While AI has been featured in movies like Simulant recently, this year we witnessed an acceleration of its potential promises and mayhem. Political, economic, and ethical issues were thrust into the headlines in November when CEO of OpenAI, Sam Altman, was pushed out and rehired within days. The crisis was reportedly initiated when several senior researchers sent a letter to the board of directors, warning of a discovery so powerful that it threatened humanity. Um, gulp! Although initially founded as a nonprofit with the “goal of building safe and beneficial artificial general intelligence for the benefit of humanity,” and deliberately staffed with a board that was in part comprised of sceptics, according to Forbes, OpenAI is now “unambiguously profit-driven”; an $86 billion-dollar company composed of a non-profit branch that still technically controls its for-profit branch. Yeah, right!

We’re guessing most of you have yet to fully grasp the drastic, world-changing impacts of these technological leaps. We certainly haven’t! Of the various chatbots that now abound, perhaps Open AI’s ChatGPT is the most famous. These technological marvels can now create realistic images from other images or texts, producing deepfakes (images and videos) which to many people are indistinguishable from real ones.
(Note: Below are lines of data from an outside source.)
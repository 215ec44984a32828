//! Error types for persistence and loading.

use aero_model::Feed;
use thiserror::Error;

/// Errors returned by a [`Store`](crate::Store).
#[derive(Debug, Clone, PartialEq, Eq, Error)]
pub enum StoreError {
    /// A uniqueness, foreign-key, check or length rule rejected the record.
    #[error("integrity violation on {entity}: {message}")]
    IntegrityViolation {
        entity: &'static str,
        message: String,
    },

    /// The backend cannot serve requests.
    #[error("store unavailable: {message}")]
    Unavailable { message: String },
}

impl StoreError {
    pub fn integrity(entity: &'static str, message: impl Into<String>) -> Self {
        Self::IntegrityViolation {
            entity,
            message: message.into(),
        }
    }

    pub fn is_integrity_violation(&self) -> bool {
        matches!(self, Self::IntegrityViolation { .. })
    }
}

/// Errors that stop a feed's load as a whole.
///
/// Single-record creation failures are never returned here; they are
/// recorded in the feed's stats and the load continues.
#[derive(Debug, Error)]
pub enum LoadError {
    #[error("{feed} load failed to {operation}: {source}")]
    Store {
        feed: Feed,
        operation: &'static str,
        #[source]
        source: StoreError,
    },
}

/// Result type for loader operations.
pub type Result<T> = std::result::Result<T, LoadError>;

#[cfg(test)]
mod tests {
    use super::*;

    #[test]
    fn test_error_display() {
        let err = StoreError::integrity("flight", "flight_number exceeds 10 characters");
        insta::assert_snapshot!(
            err.to_string(),
            @"integrity violation on flight: flight_number exceeds 10 characters"
        );

        let err = LoadError::Store {
            feed: Feed::Fares,
            operation: "commit",
            source: StoreError::Unavailable {
                message: "closed".to_string(),
            },
        };
        insta::assert_snapshot!(err.to_string(), @"fares load failed to commit: store unavailable: closed");
    }
}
Since laws never keep pace with technological advances, this does not bode well for elections (consider the circulation of false political messages – yes, worse than the 2016 US presidential election), privacy (think revenge porn on steroids), and child safety (all new tech seems to be rapidly exploited by pedophiles).
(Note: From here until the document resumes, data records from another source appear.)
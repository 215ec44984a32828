//! Field-level predicates.
//!
//! Every predicate is total: it never panics and treats an absent value as
//! valid, leaving optionality to the caller. Required-ness is checked
//! separately with [`required`].

use std::sync::LazyLock;

use aero_model::{CellValue, RawRecord};
use chrono::{Local, NaiveDate};
use regex::Regex;
use uuid::Uuid;

static EMAIL_REGEX: LazyLock<Regex> = LazyLock::new(|| {
    Regex::new(r"^[a-zA-Z0-9._%+-]+@[a-zA-Z0-9.-]+\.[a-zA-Z]{2,}$").expect("Invalid email regex")
});

static PHONE_REGEX: LazyLock<Regex> =
    LazyLock::new(|| Regex::new(r"^\+?[0-9\s\-()]{10,15}$").expect("Invalid phone regex"));

/// Returns the names in `fields` that are absent, null, or blank in `record`,
/// in the order given.
pub fn required<'a>(record: &RawRecord, fields: &[&'a str]) -> Vec<&'a str> {
    fields
        .iter()
        .copied()
        .filter(|field| record.get(field).is_missing())
        .collect()
}

/// Permissive `local@domain.tld` check.
pub fn is_valid_email(value: &CellValue) -> bool {
    matches_pattern(&EMAIL_REGEX, value)
}

/// Optional leading `+`, then 10 to 15 digits, spaces, dashes or parentheses.
pub fn is_valid_phone(value: &CellValue) -> bool {
    matches_pattern(&PHONE_REGEX, value)
}

fn matches_pattern(pattern: &Regex, value: &CellValue) -> bool {
    value
        .render_non_empty()
        .is_none_or(|text| pattern.is_match(text.trim()))
}

/// True when the value parses as a date under exactly `format`.
pub fn is_valid_date(value: &CellValue, format: &str) -> bool {
    value.is_missing() || value.parse_date(format).is_some()
}

/// True when the value parses as a timestamp under exactly `format`.
pub fn is_valid_datetime(value: &CellValue, format: &str) -> bool {
    value.is_missing() || value.parse_datetime(format).is_some()
}

/// True when the value parses and falls strictly after today's local date.
pub fn is_future_date(value: &CellValue, format: &str) -> bool {
    is_future_date_on(value, format, Local::now().date_naive())
}

/// [`is_future_date`] against an explicit reference date.
pub fn is_future_date_on(value: &CellValue, format: &str, today: NaiveDate) -> bool {
    value.is_missing()
        || value
            .parse_date(format)
            .is_some_and(|date| date > today)
}

/// True when the value is a well-formed UUID.
pub fn is_valid_identifier(value: &CellValue) -> bool {
    value
        .render_non_empty()
        .is_none_or(|text| Uuid::parse_str(text.trim()).is_ok())
}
AI can also create human-like conversation and writing like articles, posts, essays, email, and more. But this is both good and bad. While our fearless leader and academic insider, Charmaine A. Nelson, has been privy to professorial angst about potential student plagiarism throughout her two-decade career, she now recounts a drastic pivot where professors are no longer simply wary of students stealing the thoughts and words of scholars, but of the creation of entire assignments by chatbots. Also worrying? There is ample evidence that when faced with the problem of a lack of data, chatbots act much like humans and simply make things up. Indeed, a US federal judge recently imposed a $5000 fine on two lawyers and a law firm for submitting fictitious legal  research created by ChatGPT.
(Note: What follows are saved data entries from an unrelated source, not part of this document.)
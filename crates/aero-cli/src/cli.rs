//! CLI argument definitions for the airline ETL.

use std::path::PathBuf;

use clap::{Args, Parser, Subcommand, ValueEnum};
use clap_verbosity_flag::{InfoLevel, Verbosity};
use colorchoice_clap::Color;

#[derive(Parser)]
#[command(
    name = "aero-etl",
    version,
    about = "Airline ETL - load passenger, flight and fare feeds",
    long_about = "Load passenger, flight and fare feeds from CSV and spreadsheet files.\n\n\
                  Rows are validated and canonicalized before loading; rejected rows\n\
                  are written to per-feed error reports and every run ends with a\n\
                  JSON run report."
)]
pub struct Cli {
    #[command(subcommand)]
    pub command: Command,

    /// Configuration file (default: ./aero-etl.toml when present).
    #[arg(long = "config", value_name = "PATH", global = true)]
    pub config: Option<PathBuf>,

    /// Adjust log verbosity (-v for debug, -vv for trace, -q for warnings only).
    #[command(flatten)]
    pub verbosity: Verbosity<InfoLevel>,

    /// Control ANSI color output (auto, always, never).
    #[command(flatten)]
    pub color: Color,

    /// Explicit log level (overrides -v/-q flags).
    #[arg(long = "log-level", value_enum, global = true)]
    pub log_level: Option<LogLevelArg>,

    /// Log output format (pretty for human, json for machine parsing).
    #[arg(
        long = "log-format",
        value_enum,
        default_value = "pretty",
        global = true
    )]
    pub log_format: LogFormatArg,

    /// Write logs to a file instead of stderr.
    #[arg(long = "log-file", value_name = "PATH", global = true)]
    pub log_file: Option<PathBuf>,

    /// Allow row values (names, documents, contacts) in trace logs.
    #[arg(long = "log-data", global = true)]
    pub log_data: bool,
}

#[derive(Subcommand)]
pub enum Command {
    /// Process every feed file in the input directory.
    Run(RunArgs),

    /// List input files with their feed and a preview of their rows.
    Files(FilesArgs),

    /// Print the canonical mapping tables in effect.
    Mappings,
}

/// Directory overrides for the configured paths.
#[derive(Args)]
pub struct DirArgs {
    /// Input directory (overrides `paths.input_dir`).
    #[arg(long = "input-dir", value_name = "DIR")]
    pub input_dir: Option<PathBuf>,

    /// Output directory for the run report (overrides `paths.output_dir`).
    #[arg(long = "output-dir", value_name = "DIR")]
    pub output_dir: Option<PathBuf>,

    /// Directory for rejection reports (overrides `paths.errors_dir`).
    #[arg(long = "errors-dir", value_name = "DIR")]
    pub errors_dir: Option<PathBuf>,
}

#[derive(Parser)]
pub struct RunArgs {
    #[command(flatten)]
    pub dirs: DirArgs,

    /// Exit with status 1 when any row was rejected or failed to load.
    #[arg(long = "fail-on-errors")]
    pub fail_on_errors: bool,
}

#[derive(Parser)]
pub struct FilesArgs {
    #[command(flatten)]
    pub dirs: DirArgs,

    /// Rows to preview per file section.
    #[arg(long = "rows", value_name = "N", default_value_t = 5)]
    pub rows: usize,
}

/// CLI log level choices.
#[derive(Clone, Copy, ValueEnum)]
pub enum LogLevelArg {
    Error,
    Warn,
    Info,
    Debug,
    Trace,
}

/// CLI log format choices.
#[derive(Clone, Copy, ValueEnum)]
pub enum LogFormatArg {
    Pretty,
    Compact,
    Json,
}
While some may shrug this off as an inevitable sign of “progress,” we question what our world will look like, and what human beings will become, if all of our intellectual labour is outsourced to computers. Various studies already indicate that our global over-reliance on smartphones has resulted in reduced cognitive capacity. But what happens if there comes a day when our newspaper articles, novels, and screenplays are composed by chatbots? Luckily, this last outcome has been delayed, at least for now, since the Hollywood writers’ strike (fought and won by the Writers Guild of America) was, according to Brian Merchant of the Los Angeles Times, “something of a proxy battle of humans vs. AI.” Indeed, a part of the existential threat for writers was the possibility that Hollywood studios would use generative AI not merely to polish human-made scripts, but to generate original ones.

But another more imminently world-destroying capacity of AI looms. To the extent that technology is usually manipulated to aid humans in warfare, we should be extremely wary of AI and its potential not merely to direct and carry out our violent assaults on one another, but to defy our commands about warfare altogether. Indeed, although denied by the US air force, the Guardian reported that during a simulation, an AI powered drone killed its operator when instructed not to kill its target. The system also sought to destroy the communications tower “that allowed the operator to communicate with the drone to stop it from killing the target.”

What does all of this mean for humanity? We’d like to suggest that it would obviously be beneficial to apply the brakes and take the time to understand precisely what we are creating before unleashing it on the world. But sadly, it is perhaps already too late.